Re: Jaki macie peirscionek, z czym i z czego??
konto usunięte
(16 lat temu)
Modliszka, najpierw odpowiem na Twoje pytanie - mam pierścionek ze złota żółtego łączonego z białym, z siedmioma kamieniami, trzy diamenciki malutkie i cztery rubiny. nie był bardzo drogi, kosztował ok. 400 zł, ale wiem, że mój Narzeczony przez jakiś czas szukał odpowiedniego pierścionka i ten spełnia wszystkie moje "pragnienia", tzn. nie ma jednego kamienia, tylko rządek kamieni, poza tym chciałam białe złoto (On wybrał łączone co nie chciał, żeby pierśionek był całkiem "wbrew tradycji" ;), a rubiny są dlatego, że mój ulubiony kolor to czerwony i bordowy.
poza tym, Narzeczony jest dośc romantyczny, na początku czytał o kamieniach i diamenty maja oznaczac trwałośc, a rubiny miłośc i namiętośc (sorry za brak c z kreseczką, klawiatura mi siada;)). do pierścionka w dniu zaręczyn dostałam wielkie róże - siedem w kolorach kamieni i białe wino wytrawne na chwile trudne i czerwone wino słodkie na chwile piekne w naszym wspólnym zyciu :)
było mi miło, że sie postarał, że szukał pierścionka, że tak wszystko pieknie zorganizował. cena nie miała dla mnie najmniejszego znaczenia (zresztą dla niego w tamtym czasie w ogóle wydatek zaręczynowy był trudna sprawą, takie były okolizności)
natomiast odnośnie Twojego przebijająego z Twych postów podejścia Dziewczyny już sporo napisały, główna myśl, której chyba nie możesz zrozumiec to to, że miłości sie nie kupuje...

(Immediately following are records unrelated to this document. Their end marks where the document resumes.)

use clap::Parser;
use eventwaiter::{
    config::{self, WaiterConfig},
    event::{ActorId, ArtifactId, ChannelId, Event, EventBus, WaitRegistry},
    menu::{
        ArtifactSink, Content, Continuation, InteractionSettings, Menu, MenuContext, Paginator,
        PaginatorConfig,
    },
    testing::StaticRoles,
    Error,
};
use std::{
    path::PathBuf,
    sync::{
        atomic::{AtomicUsize, Ordering},
        Arc,
    },
};
use tokio::{
    io::{AsyncBufReadExt, BufReader},
    sync::Notify,
};
use tracing::{debug, info};
use tracing_subscriber::EnvFilter;

#[derive(Parser)]
#[command(author, version, about, long_about = None)]
struct Cli {
    /// Path to config file
    #[arg(short, long, default_value = "config.json")]
    config: PathBuf,

    /// Number of demo items to paginate
    #[arg(short, long, default_value_t = 25)]
    items: usize,

    /// Enable debug mode
    #[arg(short, long)]
    verbose: bool,
}

/// Prints artifacts to stdout instead of sending them anywhere.
#[derive(Default)]
struct ConsoleSink {
    next_id: AtomicUsize,
}

impl ConsoleSink {
    fn print(artifact: &ArtifactId, content: &Content) {
        println!("── {} ──", artifact);
        if let Some(text) = &content.text {
            println!("{}", text);
        }
        if let Some(title) = &content.title {
            println!("# {}", title);
        }
        println!("{}", content.description);
        if let Some(footer) = &content.footer {
            println!("[{}]", footer);
        }
    }
}

impl ArtifactSink for ConsoleSink {
    fn send(&self, _channel: &ChannelId, content: Content, then: Continuation<ArtifactId>) {
        let id = self.next_id.fetch_add(1, Ordering::SeqCst) + 1;
        let artifact = ArtifactId::new(format!("message-{id}"));
        Self::print(&artifact, &content);
        then(artifact);
    }

    fn edit(&self, artifact: &ArtifactId, content: Content) {
        Self::print(artifact, &content);
    }

    fn add_reactions(&self, _artifact: &ArtifactId, emojis: Vec<String>, then: Continuation<()>) {
        println!("buttons: {}", emojis.join(" "));
        then(());
    }

    fn remove_reaction(&self, _artifact: &ArtifactId, _actor: &ActorId, _emoji: &str) {}

    fn clear_reactions(&self, artifact: &ArtifactId) {
        debug!(%artifact, "Reactions cleared");
    }

    fn delete(&self, artifact: &ArtifactId) {
        println!("── {} deleted ──", artifact);
    }
}

async fn run(cli: &Cli) -> Result<(), Error> {
    let config: WaiterConfig = if cli.config.exists() {
        config::from_file(&cli.config)?
    } else {
        WaiterConfig::default()
    };
    info!("config loaded.");
    debug!("config: {:?}", config);

    let waiter = WaitRegistry::<Event>::with_tokio()?;
    let bus = EventBus::new(config.event_buffer_size);
    let listener = {
        let waiter = waiter.clone();
        let receiver = bus.subscribe();
        tokio::spawn(async move { waiter.listen(receiver).await })
    };

    let ctx = MenuContext::new(
        waiter.clone(),
        Arc::new(ConsoleSink::default()),
        Arc::new(StaticRoles::new()),
    );
    let channel = ChannelId::new("console");
    let actor = ActorId::new("console");

    let finished = Arc::new(Notify::new());
    let notify = finished.clone();
    let paginator = Paginator::new(
        InteractionSettings::from(&config.menu),
        PaginatorConfig {
            title: Some("Demo items".to_string()),
            number_items: true,
            allow_text_input: true,
            left_text: Some("prev".to_string()),
            right_text: Some("next".to_string()),
            ..PaginatorConfig::from(&config.menu)
        }
        .items((1..=cli.items).map(|i| format!("Item {i}")))
        .on_final(move |_, page| {
            println!("Finished on page {}.", page);
            notify.notify_one();
        }),
    )?;
    let handle = paginator.display(&ctx, &channel);

    println!("Type a page number, 'prev' or 'next', or '+<emoji>' to press a button.");

    let mut lines = BufReader::new(tokio::io::stdin()).lines();
    loop {
        let line = tokio::select! {
            _ = finished.notified() => break,
            line = lines.next_line() => line
                .map_err(|e| Error::internal(format!("Failed to read stdin: {}", e)))?,
        };
        let Some(line) = line else {
            break;
        };
        let event = match (line.strip_prefix('+'), handle.artifact()) {
            (Some(emoji), Some(artifact)) => {
                Event::reaction(artifact, channel.clone(), actor.clone(), emoji.trim())
            }
            _ => Event::message(
                ArtifactId::new("typed"),
                channel.clone(),
                actor.clone(),
                &line,
            ),
        };
        bus.publish(event).await?;
    }

    handle.cancel();
    bus.publish(Event::Shutdown).await?;
    let matched = listener
        .await
        .map_err(|e| Error::internal(format!("Listener task failed: {}", e)))?;
    info!(matched, "Shut down");

    Ok(())
}

#[tokio::main]
async fn main() {
    let cli = Cli::parse();

    let filter = if cli.verbose {
        EnvFilter::new("debug")
    } else {
        EnvFilter::from_default_env()
    };
    tracing_subscriber::fmt().with_env_filter(filter).init();

    if let Err(e) = run(&cli).await {
        eprintln!("Error: {}", e);
        std::process::exit(1);
    }
}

ja napiszę jeszcze coś - po pierwsze pytałaś, czy potrafiłybyśmy odmówic, gdybyśmy dostały takie cacko, jak te, których zdjęcia wklejałaś - ja potrafilabym, jeśli ten mężczyzna nie przekonałby mnie wczesniej w zupełnie inny niż finansowy sposób o swojej miłości i oddaniu. zaręczyny to dla mnie nie kwestia przyjęcia pierścionka, tylko podjecia decyzji o wspólnym życiu, a podstawy tej decyzji są bardzo odmienną sprawą od ceny pierścionka...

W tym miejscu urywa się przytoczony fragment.